Stored items

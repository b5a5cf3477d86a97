//! Foreground segmentation strategies.
//!
//! Two interchangeable segmenters produce a binary [`Mask`]: a fixed
//! intensity cutoff for a bright spot on a darker background, and an
//! inclusive HSV range test for a colored spot. Hue bounds are validated at
//! construction; an out-of-domain range is a configuration error, never a
//! silently empty mask.

use serde::{Deserialize, Serialize};
use thiserror::Error;

use crate::frame::{GrayFrame, Mask, RgbFrame};

/// Upper end of the hue domain in the 8-bit convention (degrees / 2).
pub const HUE_MAX: u8 = 179;

#[derive(Debug, Error, PartialEq, Eq)]
pub enum SegmentError {
    #[error(
        "invalid hue range {lower:?}..={upper:?}: hue must lie in 0..={HUE_MAX} \
         and lower bounds must not exceed upper bounds"
    )]
    InvalidHueRange { lower: Hsv, upper: Hsv },
}

/// Intensity-threshold segmentation of a single-channel frame.
#[derive(Clone, Copy, Debug, Serialize, Deserialize)]
pub struct IntensityThreshold {
    /// Pixels at or above this value are foreground.
    pub cutoff: u8,
}

impl Default for IntensityThreshold {
    fn default() -> Self {
        Self { cutoff: 200 }
    }
}

impl IntensityThreshold {
    pub fn segment(&self, frame: &GrayFrame) -> Mask {
        let mut mask = Mask::new(frame.width(), frame.height());
        for y in 0..frame.height() {
            for x in 0..frame.width() {
                mask.set_foreground(x, y, frame.at(x, y) >= self.cutoff);
            }
        }
        mask
    }
}

/// An HSV triple in the 8-bit convention: hue 0..=179, saturation and value
/// 0..=255.
#[derive(Clone, Copy, Debug, PartialEq, Eq, Serialize, Deserialize)]
pub struct Hsv {
    pub h: u8,
    pub s: u8,
    pub v: u8,
}

impl Hsv {
    pub const fn new(h: u8, s: u8, v: u8) -> Self {
        Self { h, s, v }
    }
}

/// Hue-range segmentation of a color frame.
///
/// A pixel is foreground when every HSV channel falls inside the inclusive
/// per-channel range. Deserialization routes through [`HueRange::new`], so
/// an out-of-domain range in a config file is rejected up front instead of
/// silently masking nothing.
#[derive(Clone, Copy, Debug, Serialize, Deserialize)]
#[serde(try_from = "HueRangeBounds")]
pub struct HueRange {
    lower: Hsv,
    upper: Hsv,
}

/// Unvalidated mirror of [`HueRange`] used on the deserialize path.
#[derive(Clone, Copy, Deserialize)]
struct HueRangeBounds {
    lower: Hsv,
    upper: Hsv,
}

impl TryFrom<HueRangeBounds> for HueRange {
    type Error = SegmentError;

    fn try_from(bounds: HueRangeBounds) -> Result<Self, Self::Error> {
        Self::new(bounds.lower, bounds.upper)
    }
}

impl HueRange {
    pub fn new(lower: Hsv, upper: Hsv) -> Result<Self, SegmentError> {
        let hue_in_domain = lower.h <= HUE_MAX && upper.h <= HUE_MAX;
        let ordered = lower.h <= upper.h && lower.s <= upper.s && lower.v <= upper.v;
        if !hue_in_domain || !ordered {
            return Err(SegmentError::InvalidHueRange { lower, upper });
        }
        Ok(Self { lower, upper })
    }

    /// Preset for a saturated red spot near the top of the hue circle.
    pub fn red() -> Self {
        Self {
            lower: Hsv::new(160, 100, 100),
            upper: Hsv::new(HUE_MAX, 255, 255),
        }
    }

    pub fn lower(&self) -> Hsv {
        self.lower
    }

    pub fn upper(&self) -> Hsv {
        self.upper
    }

    pub fn segment(&self, frame: &RgbFrame) -> Mask {
        let mut mask = Mask::new(frame.width(), frame.height());
        for y in 0..frame.height() {
            for x in 0..frame.width() {
                let p = rgb_to_hsv(frame.pixel(x, y));
                let fg = (self.lower.h..=self.upper.h).contains(&p.h)
                    && (self.lower.s..=self.upper.s).contains(&p.s)
                    && (self.lower.v..=self.upper.v).contains(&p.v);
                mask.set_foreground(x, y, fg);
            }
        }
        mask
    }
}

/// RGB to HSV in the 8-bit convention (hue halved into 0..=179).
pub fn rgb_to_hsv(rgb: [u8; 3]) -> Hsv {
    let r = rgb[0] as f32 / 255.0;
    let g = rgb[1] as f32 / 255.0;
    let b = rgb[2] as f32 / 255.0;

    let max = r.max(g).max(b);
    let min = r.min(g).min(b);
    let delta = max - min;

    let mut h_deg = if delta == 0.0 {
        0.0
    } else if max == r {
        60.0 * (g - b) / delta
    } else if max == g {
        120.0 + 60.0 * (b - r) / delta
    } else {
        240.0 + 60.0 * (r - g) / delta
    };
    if h_deg < 0.0 {
        h_deg += 360.0;
    }

    let s = if max > 0.0 { delta / max } else { 0.0 };

    Hsv {
        h: ((h_deg / 2.0).round() as u32).min(HUE_MAX as u32) as u8,
        s: (s * 255.0).round() as u8,
        v: (max * 255.0).round() as u8,
    }
}

#[cfg(test)]
mod tests {
    use super::*;

    #[test]
    fn cutoff_is_inclusive() {
        let mut f = GrayFrame::filled(3, 1, 0);
        f.set(0, 0, 199);
        f.set(1, 0, 200);
        f.set(2, 0, 201);
        let mask = IntensityThreshold::default().segment(&f);
        assert!(!mask.is_foreground(0, 0));
        assert!(mask.is_foreground(1, 0));
        assert!(mask.is_foreground(2, 0));
    }

    #[test]
    fn below_cutoff_frame_yields_empty_mask() {
        let f = GrayFrame::filled(16, 16, 120);
        let mask = IntensityThreshold::default().segment(&f);
        assert_eq!(mask.foreground_count(), 0);
    }

    #[test]
    fn hue_upper_bound_outside_domain_is_rejected() {
        // An upper hue past 179 would silently select nothing.
        let err = HueRange::new(Hsv::new(130, 100, 100), Hsv::new(255, 255, 255)).unwrap_err();
        assert!(matches!(err, SegmentError::InvalidHueRange { .. }));
    }

    #[test]
    fn inverted_channel_bounds_are_rejected() {
        let err = HueRange::new(Hsv::new(100, 200, 0), Hsv::new(120, 100, 255)).unwrap_err();
        assert!(matches!(err, SegmentError::InvalidHueRange { .. }));
    }

    #[test]
    fn deserialization_validates_hue_bounds() {
        let json = r#"{"lower":{"h":130,"s":100,"v":100},"upper":{"h":255,"s":255,"v":255}}"#;
        let err = serde_json::from_str::<HueRange>(json).unwrap_err();
        assert!(err.to_string().contains("invalid hue range"));

        let json = r#"{"lower":{"h":160,"s":100,"v":100},"upper":{"h":179,"s":255,"v":255}}"#;
        let range: HueRange = serde_json::from_str(json).unwrap();
        assert_eq!(range.lower(), Hsv::new(160, 100, 100));
        assert_eq!(range.upper(), Hsv::new(179, 255, 255));
    }

    #[test]
    fn serialization_round_trips_through_validation() {
        let range = HueRange::red();
        let json = serde_json::to_string(&range).unwrap();
        let back: HueRange = serde_json::from_str(&json).unwrap();
        assert_eq!(back.lower(), range.lower());
        assert_eq!(back.upper(), range.upper());
    }

    #[test]
    fn rgb_to_hsv_primaries() {
        assert_eq!(rgb_to_hsv([255, 0, 0]), Hsv::new(0, 255, 255));
        assert_eq!(rgb_to_hsv([0, 255, 0]), Hsv::new(60, 255, 255));
        assert_eq!(rgb_to_hsv([0, 0, 255]), Hsv::new(120, 255, 255));
        assert_eq!(rgb_to_hsv([0, 0, 0]), Hsv::new(0, 0, 0));
        assert_eq!(rgb_to_hsv([255, 255, 255]), Hsv::new(0, 0, 255));
    }

    #[test]
    fn red_preset_selects_red_pixels_only() {
        let mut f = RgbFrame::filled(2, 1, [0, 0, 255]); // blue
        f.set_pixel(0, 0, [255, 0, 30]); // slightly magenta red, hue ~176
        let mask = HueRange::red().segment(&f);
        assert!(mask.is_foreground(0, 0));
        assert!(!mask.is_foreground(1, 0));
    }
}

**Work request**
Across all the records above, find each line with "spot" in it and copy it.

**The completed task**
//! intensity cutoff for a bright spot on a darker background, and an
//! inclusive HSV range test for a colored spot. Hue bounds are validated at
    /// Preset for a saturated red spot near the top of the hue circle.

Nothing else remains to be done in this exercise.